Junto a su esposa Mirelle Nyenewile, que apenas podía contener las lágrimas, Miwa Buene recordó ayer los inexplicables hechos que el pasado 10 de febrero le cambiaron «la vida tan normal que llevaba». Según su relato, aquel día se cruzó en la calle con un individuo que le espetó: «¿Eh, tú, mono, tu sitio está en el zoo!», además de gritar «¿arriba España!».
«Yo no quería discutir -explica Miwa- porque a su lado había varias personas que eran de su grupo, porque le decían ¿campeón déjale!». Pero no lo hizo. Sin más explicación, le atacó por la espalda y le propinó un fuerte golpe en la nuca. Miwa Buene quedó tendido en el suelo, inconsciente. «No me di cuenta de nada más hasta que me desperté en el hospital Príncipe de Asturias». Había pasado 17 días en coma.
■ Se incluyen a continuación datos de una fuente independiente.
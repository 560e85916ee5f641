//! Network controller. Unlike the other backends this is not a pass-through:
//! each request runs a login → fetch → logout session and answers with one
//! site's statistics.

use axum::{
    extract::{Path, State},
    response::{IntoResponse, Response},
    routing::get,
    Json, Router,
};

use crate::controller::{ControllerSession, SessionError};
use crate::http::{AppState, RelayError};

pub const BACKEND: &str = "unifi";

pub fn routes() -> Router<AppState> {
    Router::new().route("/unifi/sites/{index}", get(site))
}

async fn site(
    State(state): State<AppState>,
    Path(raw_index): Path<String>,
) -> Result<Response, RelayError> {
    let (entry, password) = match state.config.unifi.as_ref() {
        Some(entry) => match entry.password.as_deref() {
            Some(password) => (entry, password),
            None => return Err(RelayError::missing(BACKEND)),
        },
        None => return Err(RelayError::missing(BACKEND)),
    };
    let index: usize = raw_index
        .parse()
        .map_err(|_| RelayError::InvalidSiteIndex { index: raw_index.clone() })?;
    let username = entry.username.as_deref().unwrap_or_default();

    let session = ControllerSession::connect(&state.config.outbound, entry.base_url())
        .await
        .map_err(session_failure)?;

    let logged_in = match session.login(username, password).await {
        Ok(logged_in) => logged_in,
        Err(SessionError::LoginRejected) => return Err(RelayError::LoginRejected),
        Err(e) => return Err(session_failure(e)),
    };

    tracing::debug!(backend = "UNIFI", kind = ?logged_in.kind(), "Fetching site statistics");

    // The session is released whatever the fetch outcome.
    let stats = logged_in.site_stats().await;
    if let Err(e) = logged_in.logout().await {
        tracing::warn!(backend = "UNIFI", error = %e, "Logout failed");
    }

    let mut sites = stats.map_err(session_failure)?;
    if index >= sites.len() {
        return Err(RelayError::SiteNotFound { index });
    }
    Ok(Json(sites.swap_remove(index)).into_response())
}

fn session_failure(source: SessionError) -> RelayError {
    RelayError::Session {
        backend: BACKEND.to_uppercase(),
        source,
    }
}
El diagnóstico de los médicos fue definitivo: luxación en la zona cervical de la columna, con tetraplejia. Miwa no podrá mover jamás ningún músculo por debajo del cuello. «Yo sólo pienso que el mismo agresor me ha paralizado la vida me puede hacer daño una segunda vez».
Comentarios racistas
Varios testigos identificaron al agresor como Roberto Alonso de la Varga, el hijo del jardinero del barrio, al que la Policía encontró más tarde en las inmediaciones. Negó los hechos pero, según el atestado policial, mostró en todo momento una actitud «agresiva», plagada de «comentarios racistas y xenófobos», por lo que fue detenido. Fue puesto en libertad sin fianza y tan sólo está obligado a comparecer ante el Juzgado dos veces al mes.
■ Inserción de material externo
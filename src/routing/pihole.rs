//! Ad-blocking DNS service. The API key travels as the `auth` query parameter.

use axum::{
    extract::{Path, RawQuery, State},
    response::Response,
    routing::get,
    Router,
};

use crate::http::relay::{self, Auth};
use crate::http::{AppState, InboundRequest, RelayError};

pub const BACKEND: &str = "pihole";

const AUTH_PARAM: &str = "auth";

pub fn routes() -> Router<AppState> {
    Router::new().route("/pihole/{*path}", get(proxy))
}

async fn proxy(
    State(state): State<AppState>,
    Path(path): Path<String>,
    RawQuery(query): RawQuery,
) -> Result<Response, RelayError> {
    let inbound = InboundRequest::new(path, query.as_deref());
    let entry = state.config.pihole.as_ref();
    let query = entry
        .and_then(|entry| entry.apikey.as_deref())
        .map(|key| inbound.query_with(AUTH_PARAM, key));
    let auth = Auth::ApiKey {
        header: None,
        query,
    };
    relay::get(&state, BACKEND, entry, auth, &inbound).await
}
«Pido prisión para este chico porque mi marido sólo mueve el cuello y la cabeza. Esa es la lotería grande que me ha tocado en España. Mi vida ya no tiene ningún sentido, mientras un chico con antecedentes anda por la calle y hace su vida», lamenta Mirelle. En estos momentos, su marido reside en el Centro Nacional de Tetrapléjicos de Toledo puesto que su casa, en un cuarto piso sin ascensor, no está adaptada.
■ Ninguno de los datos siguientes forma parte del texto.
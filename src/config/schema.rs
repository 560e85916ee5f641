//! Configuration schema definitions.
//!
//! This module defines the complete configuration structure for the gateway.
//! All types derive Serde traits for deserialization from the config file.
//! Secrets (`password`, `apikey`) are never read from the file; they are
//! filled in from the environment by [`crate::config::secrets`].

use std::fmt;

use serde::{Deserialize, Deserializer};

/// Root configuration for the gateway.
#[derive(Debug, Clone, Deserialize, Default)]
#[serde(default)]
pub struct GatewayConfig {
    /// Listener settings.
    pub server: ServerConfig,

    /// Outbound client settings shared by every backend.
    pub outbound: OutboundConfig,

    /// Network controller (session based).
    pub unifi: Option<ConfigEntry>,

    /// 3D printer controller.
    pub prusalink: Option<ConfigEntry>,

    /// Home-automation hub.
    pub fibaro: Option<ConfigEntry>,

    /// Ad-blocking DNS service.
    pub pihole: Option<ConfigEntry>,

    /// Container management UI.
    pub portainer: Option<ConfigEntry>,

    /// Container update checker.
    pub wud: Option<ConfigEntry>,

    /// Home-automation media nodes, addressed by name.
    pub osmc: Vec<NamedConfigEntry>,

    /// Smart-plug devices, addressed by name.
    pub tasmota: Vec<NamedConfigEntry>,
}

impl GatewayConfig {
    /// Singleton sections in the order they are reported at startup.
    pub fn singletons(&self) -> [(&'static str, Option<&ConfigEntry>); 6] {
        [
            ("unifi", self.unifi.as_ref()),
            ("prusalink", self.prusalink.as_ref()),
            ("fibaro", self.fibaro.as_ref()),
            ("pihole", self.pihole.as_ref()),
            ("portainer", self.portainer.as_ref()),
            ("wud", self.wud.as_ref()),
        ]
    }

    /// Multi-instance sections.
    pub fn instance_groups(&self) -> [(&'static str, &[NamedConfigEntry]); 2] {
        [("osmc", self.osmc.as_slice()), ("tasmota", self.tasmota.as_slice())]
    }

    /// Look up a smart-plug device by name.
    pub fn tasmota_instance(&self, name: &str) -> Option<&ConfigEntry> {
        find_instance(&self.tasmota, name)
    }

    /// Look up a media node by name.
    pub fn osmc_instance(&self, name: &str) -> Option<&ConfigEntry> {
        find_instance(&self.osmc, name)
    }
}

fn find_instance<'a>(instances: &'a [NamedConfigEntry], name: &str) -> Option<&'a ConfigEntry> {
    instances
        .iter()
        .find(|instance| instance.name == name)
        .map(|instance| &instance.entry)
}

/// Listener configuration.
#[derive(Debug, Clone, Deserialize)]
#[serde(default)]
pub struct ServerConfig {
    /// Port the gateway listens on.
    pub port: u16,

    /// Enables debug logging and per-request access logs.
    pub debug: bool,

    /// Bind address (without port).
    pub bind: String,
}

impl Default for ServerConfig {
    fn default() -> Self {
        Self {
            port: 3000,
            debug: false,
            bind: "0.0.0.0".to_string(),
        }
    }
}

impl ServerConfig {
    /// Full socket address string, e.g. `0.0.0.0:3000`.
    pub fn bind_address(&self) -> String {
        format!("{}:{}", self.bind, self.port)
    }
}

/// Outbound HTTP client configuration.
#[derive(Debug, Clone, Deserialize)]
#[serde(default)]
pub struct OutboundConfig {
    /// Connection establishment timeout in seconds.
    pub connect_timeout_secs: u64,

    /// Total time allowed for one outbound call in seconds.
    pub request_timeout_secs: u64,

    /// Skip TLS peer verification. Most appliances use self-signed certificates.
    pub accept_invalid_certs: bool,
}

impl Default for OutboundConfig {
    fn default() -> Self {
        Self {
            connect_timeout_secs: 5,
            request_timeout_secs: 30,
            accept_invalid_certs: true,
        }
    }
}

/// How the gateway authenticates against a backend.
#[derive(Debug, Clone, Copy, PartialEq, Eq, Deserialize)]
#[serde(rename_all = "lowercase")]
pub enum AuthKind {
    /// HTTP basic credentials; secret is `<NAME>_PASSWORD`.
    Credentials,
    /// API key in a header or query parameter; secret is `<NAME>_API_KEY`.
    Apikey,
}

impl AuthKind {
    /// Suffix of the environment variable holding this kind's secret.
    pub fn secret_suffix(self) -> &'static str {
        match self {
            AuthKind::Credentials => "PASSWORD",
            AuthKind::Apikey => "API_KEY",
        }
    }
}

/// Connection and authentication details for one backend.
#[derive(Clone, Deserialize)]
pub struct ConfigEntry {
    /// Scheme and host, e.g. `https://192.168.1.1`.
    pub host: String,

    #[serde(default, deserialize_with = "deserialize_port")]
    pub port: Option<String>,

    #[serde(rename = "type")]
    pub auth: AuthKind,

    #[serde(default)]
    pub username: Option<String>,

    #[serde(skip)]
    pub password: Option<String>,

    #[serde(skip)]
    pub apikey: Option<String>,
}

impl ConfigEntry {
    /// `host[:port]`, the root every outbound path is joined onto.
    pub fn base_url(&self) -> String {
        match &self.port {
            Some(port) => format!("{}:{}", self.host, port),
            None => self.host.clone(),
        }
    }
}

impl fmt::Debug for ConfigEntry {
    fn fmt(&self, f: &mut fmt::Formatter<'_>) -> fmt::Result {
        let redact = |secret: &Option<String>| secret.as_ref().map(|_| "<redacted>");
        f.debug_struct("ConfigEntry")
            .field("host", &self.host)
            .field("port", &self.port)
            .field("auth", &self.auth)
            .field("username", &self.username)
            .field("password", &redact(&self.password))
            .field("apikey", &redact(&self.apikey))
            .finish()
    }
}

/// A config entry addressed by a name segment in the URL.
#[derive(Debug, Clone, Deserialize)]
pub struct NamedConfigEntry {
    pub name: String,

    #[serde(flatten)]
    pub entry: ConfigEntry,
}

/// Ports are strings in the model but operators naturally write `port = 8443`.
fn deserialize_port<'de, D>(deserializer: D) -> Result<Option<String>, D::Error>
where
    D: Deserializer<'de>,
{
    #[derive(Deserialize)]
    #[serde(untagged)]
    enum Port {
        Text(String),
        Number(u64),
    }

    Ok(Option::<Port>::deserialize(deserializer)?.map(|port| match port {
        Port::Text(text) => text,
        Port::Number(number) => number.to_string(),
    }))
}
//! Tone calibration — maps the selected letter tone to prompt guidance.
//!
//! The guidance fragments deliberately avoid repeating the tone's own name:
//! the name is interpolated into the prompt exactly once, on the `Tone:` line.

use serde::{Deserialize, Serialize};

/// The four letter tones offered by the form.
#[derive(Debug, Clone, Copy, PartialEq, Eq, Serialize, Deserialize)]
pub enum Tone {
    Professional,
    Persuasive,
    Formal,
    Friendly,
}

impl Tone {
    pub fn as_str(&self) -> &'static str {
        match self {
            Tone::Professional => "Professional",
            Tone::Persuasive => "Persuasive",
            Tone::Formal => "Formal",
            Tone::Friendly => "Friendly",
        }
    }

    /// Style guidance interpolated into the generation prompt alongside the
    /// tone name.
    pub fn guidance(&self) -> &'static str {
        match self {
            Tone::Professional => {
                "Confident and polished; plain business language, no slang, no hype."
            }
            Tone::Persuasive => {
                "Energetic and outcome-driven; sell the candidate's impact without exaggerating."
            }
            Tone::Formal => {
                "Reserved and traditional; full sentences, no contractions, measured phrasing."
            }
            Tone::Friendly => {
                "Warm and approachable; conversational but still workplace-appropriate."
            }
        }
    }
}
El presidente de Movimiento contra la Intolerancia, Esteban Ibarra, explicó que la Delegación del Gobierno en Madrid traerá a sus dos hijos y a su hermana de Kinshasa en unas dos o tres semanas, gracias a que Air France pagará los billetes de avión. Además, según Ibarra, el consejero de Inmigración de la Comunidad de Madrid se ha comprometido a intentar que el IVIMA le realoje en una vivienda adecuada a sus necesidades.